Breast cancer genome-wide association studies (GWAS) have identified over 200 independent genome-wide significant susceptibility markers. However, most studies have focused on one or two ancestral groups. We examined breast cancer genetic architecture using GWAS summary statistics from African (AFR), East Asian (EAS), European (EUR) and Hispanic/Latina (H/L) samples, totaling 159,297 cases and 212,102 controls, comprising the largest multi-ancestry study of breast cancer to date. The logit-scale heritability of breast cancer ranged from h 2 = 0.47 (SE = 0.07) in EAS to AFR h 2 = 0.61 (SE = 0.10), with no significant differences across ancestries (p=0.63).
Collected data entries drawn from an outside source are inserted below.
//! Command-line interface orchestration.
//!
//! The CLI reads one or more alignment files, maps the flags onto a
//! validated search configuration, runs every dataset through the search,
//! and renders the resulting trees as Newick on stdout.

use std::io::{self, Write};
use std::num::NonZeroUsize;
use std::path::PathBuf;

use clap::{Parser, ValueEnum};
use thiserror::Error;

use parsnip_core::{
    AcceptanceMode, ConfigError, InferenceStrategy, Search, SearchConfig, SearchError,
    SearchOutcome,
};

use crate::io::{IoError, read_dataset, write_newick};

/// Top-level CLI options parsed by [`clap`].
#[derive(Debug, Parser, Clone)]
#[command(name = "parsnip", about = "Build maximum-parsimony phylogenies from aligned sequences.")]
pub struct Cli {
    /// Alignment files, FASTA or `name sequence` lines.
    #[arg(required = true)]
    pub inputs: Vec<PathBuf>,

    /// Seed for every random draw in the run.
    #[arg(long, default_value_t = 123_456_789)]
    pub seed: u64,

    /// Datasets processed in parallel.
    #[arg(long, default_value_t = NonZeroUsize::MIN)]
    pub threads: NonZeroUsize,

    /// How candidate trees are accepted against the current one.
    #[arg(long, value_enum, default_value_t = AcceptanceArg::Greedy)]
    pub acceptance: AcceptanceArg,

    /// Which inferred intermediates each round keeps.
    #[arg(long, value_enum, default_value_t = StrategyArg::BiggestCostDecrease)]
    pub strategy: StrategyArg,

    /// Fewest columns masked per sampling round.
    #[arg(long, default_value_t = 10)]
    pub masking_min: usize,

    /// Most columns masked per sampling round.
    #[arg(long, default_value_t = 10)]
    pub masking_max: usize,

    /// Sampling rounds without improvement before a dataset finishes.
    #[arg(long, default_value_t = 10)]
    pub sampling_iterations: u32,

    /// Skip the combined-tree pass of each sampling round.
    #[arg(long)]
    pub no_combined_tree: bool,

    /// Skip the final ancestral-cost report.
    #[arg(long)]
    pub no_ancestral_cost: bool,
}

/// Acceptance rules selectable from the command line.
#[derive(Debug, Clone, Copy, ValueEnum)]
pub enum AcceptanceArg {
    /// Accept only equal or better cost.
    Greedy,
    /// Metropolis rule with a self-calibrating temperature.
    Exponential,
    /// Metropolis rule whose target ratio tracks recent best costs.
    Adaptive,
}

impl From<AcceptanceArg> for AcceptanceMode {
    fn from(arg: AcceptanceArg) -> Self {
        match arg {
            AcceptanceArg::Greedy => Self::Greedy,
            AcceptanceArg::Exponential => Self::Exponential,
            AcceptanceArg::Adaptive => Self::Adaptive,
        }
    }
}

/// Intermediate-selection strategies selectable from the command line.
#[derive(Debug, Clone, Copy, ValueEnum)]
pub enum StrategyArg {
    /// Keep every inferred candidate.
    None,
    /// Keep a random subset per node.
    Random,
    /// Prefer the largest mutation sets per node.
    BigSets,
    /// Prefer the sets with the biggest global cost decrease.
    BiggestCostDecrease,
}

impl From<StrategyArg> for InferenceStrategy {
    fn from(arg: StrategyArg) -> Self {
        match arg {
            StrategyArg::None => Self::None,
            StrategyArg::Random => Self::Random,
            StrategyArg::BigSets => Self::BigSets,
            StrategyArg::BiggestCostDecrease => Self::BiggestCostDecrease,
        }
    }
}

/// Errors surfaced while executing CLI commands.
#[derive(Debug, Error)]
pub enum CliError {
    /// Loading an alignment failed.
    #[error(transparent)]
    Io(#[from] IoError),
    /// The flag combination does not form a valid configuration.
    #[error(transparent)]
    Config(#[from] ConfigError),
    /// The search itself failed.
    #[error(transparent)]
    Search(#[from] SearchError),
}

/// Trees produced by one CLI invocation.
#[derive(Debug, Clone)]
pub struct ExecutionSummary {
    /// One outcome per input dataset, in input order.
    pub outcomes: Vec<SearchOutcome>,
}

/// Maps the parsed flags onto a validated configuration.
///
/// # Errors
/// Returns [`ConfigError`] when the flags are inconsistent.
pub fn build_config(cli: &Cli) -> Result<SearchConfig, ConfigError> {
    let defaults = SearchConfig::default();
    SearchConfig::builder()
        .with_seed(cli.seed)
        .with_threads(cli.threads)
        .with_acceptance(cli.acceptance.into())
        .with_inference(
            cli.strategy.into(),
            defaults.int_strategy_coefficient,
            defaults.int_strategy_threshold,
            defaults.int_strategy_min_at_node,
        )
        .with_masking_sites(cli.masking_min, cli.masking_max)
        .with_sampling_iterations(cli.sampling_iterations)
        .with_combined_tree(
            !cli.no_combined_tree,
            defaults.combined_tree_with_masking,
            defaults.combined_tree_max_iter,
            defaults.combined_tree_iter,
        )
        .with_final_ancestral_cost(!cli.no_ancestral_cost)
        .build()
}

/// Executes the CLI invocation represented by `cli`.
///
/// # Errors
/// Returns [`CliError`] when loading, configuration, or the search fails.
pub fn run_cli(cli: Cli) -> Result<ExecutionSummary, CliError> {
    let config = build_config(&cli)?;
    let datasets = cli
        .inputs
        .iter()
        .map(|path| read_dataset(path))
        .collect::<Result<Vec<_>, _>>()?;
    let mut outcomes = Vec::with_capacity(datasets.len());
    for result in Search::new(config).run(datasets) {
        outcomes.push(result?);
    }
    Ok(ExecutionSummary { outcomes })
}

/// Renders every tree with a one-line summary header.
///
/// # Errors
/// Propagates write failures.
pub fn render_summary<W: Write>(summary: &ExecutionSummary, writer: &mut W) -> io::Result<()> {
    for outcome in &summary.outcomes {
        write!(
            writer,
            "# {} cost={} vertices={}",
            outcome.dataset, outcome.cost, outcome.vertex_count
        )?;
        if let Some(ancestral) = outcome.ancestral_cost {
            write!(writer, " ancestral_cost={ancestral}")?;
        }
        writeln!(writer)?;
        write_newick(writer, &outcome.tree)?;
    }
    Ok(())
}

#[cfg(test)]
mod tests {
    use super::*;

    use std::io::Write as _;

    use tempfile::NamedTempFile;

    fn parse(args: &[&str]) -> Cli {
        Cli::try_parse_from(args).expect("arguments parse")
    }

    #[test]
    fn flags_map_onto_the_configuration() {
        let cli = parse(&[
            "parsnip",
            "--seed",
            "7",
            "--acceptance",
            "exponential",
            "--strategy",
            "big-sets",
            "--masking-min",
            "2",
            "--masking-max",
            "4",
            "--no-combined-tree",
            "in.fa",
        ]);
        let config = build_config(&cli).expect("valid flags");
        assert_eq!(config.seed, 7);
        assert_eq!(config.acceptance, AcceptanceMode::Exponential);
        assert_eq!(config.int_strategy, InferenceStrategy::BigSets);
        assert_eq!(config.masking_sites_min, 2);
        assert_eq!(config.masking_sites_max, 4);
        assert!(!config.compute_combined_tree);
        assert!(config.compute_final_ancestral_cost);
    }

    #[test]
    fn inconsistent_masking_range_is_a_config_error() {
        let cli = parse(&["parsnip", "--masking-min", "5", "--masking-max", "2", "in.fa"]);
        let err = build_config(&cli).expect_err("range is empty");
        assert!(matches!(err, ConfigError::EmptyMaskingRange { min: 5, max: 2 }));
    }

    #[test]
    fn run_cli_builds_and_renders_a_tree() {
        let mut file = NamedTempFile::new().expect("temp file");
        writeln!(file, ">a\nACGTACGT\n>b\nACCTACGT\n>c\nACCTACGA\n>d\nTCGTACGT")
            .expect("write alignment");
        let path = file.path().to_string_lossy().into_owned();
        let cli = parse(&[
            "parsnip",
            "--seed",
            "11",
            "--masking-min",
            "1",
            "--masking-max",
            "2",
            "--sampling-iterations",
            "1",
            &path,
        ]);
        let summary = run_cli(cli).expect("search succeeds");
        assert_eq!(summary.outcomes.len(), 1);

        let mut rendered = Vec::new();
        render_summary(&summary, &mut rendered).expect("render to vec");
        let text = String::from_utf8(rendered).expect("utf8 output");
        assert!(text.starts_with("# "));
        assert!(text.trim_end().ends_with(';'));
        for taxon in ["a", "b", "c", "d"] {
            assert!(text.contains(taxon));
        }
    }

    #[test]
    fn missing_input_file_is_an_io_error() {
        let cli = parse(&["parsnip", "/definitely/not/here.fa"]);
        let err = run_cli(cli).expect_err("file is missing");
        assert!(matches!(err, CliError::Io(IoError::Read { .. })));
    }
}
The estimated number of susceptibility markers in a sparse normal-mixture effects model also varied from 4,446 (SE = 3,100) in EAS to 8,308 (SE = 2,751) in AFR, but differences were not significant across ancestries (p=0.55). Cross-sample genetic correlations varied, with the strongest correlation between EUR and EAS (ρ = 0.79, SE = 0.08) and weakest between AFR and H/L (ρ = 0.26, SE = 0.24). Common variants in regulatory elements were enriched for genetic association across samples. By integrating the GWAS summary statistics with the Tabula Sapiens scRNA-seq atlas, we identified ancestry-shared associations between breast cancer and specific cell types, including innate immune cells, secretory epithelial cells and stromal cells. Collectively, these results support a largely shared polygenic architecture of breast cancer across ancestries, with consistent enrichment of common regulatory variants and convergent cellular signatures identified through single-cell analyses.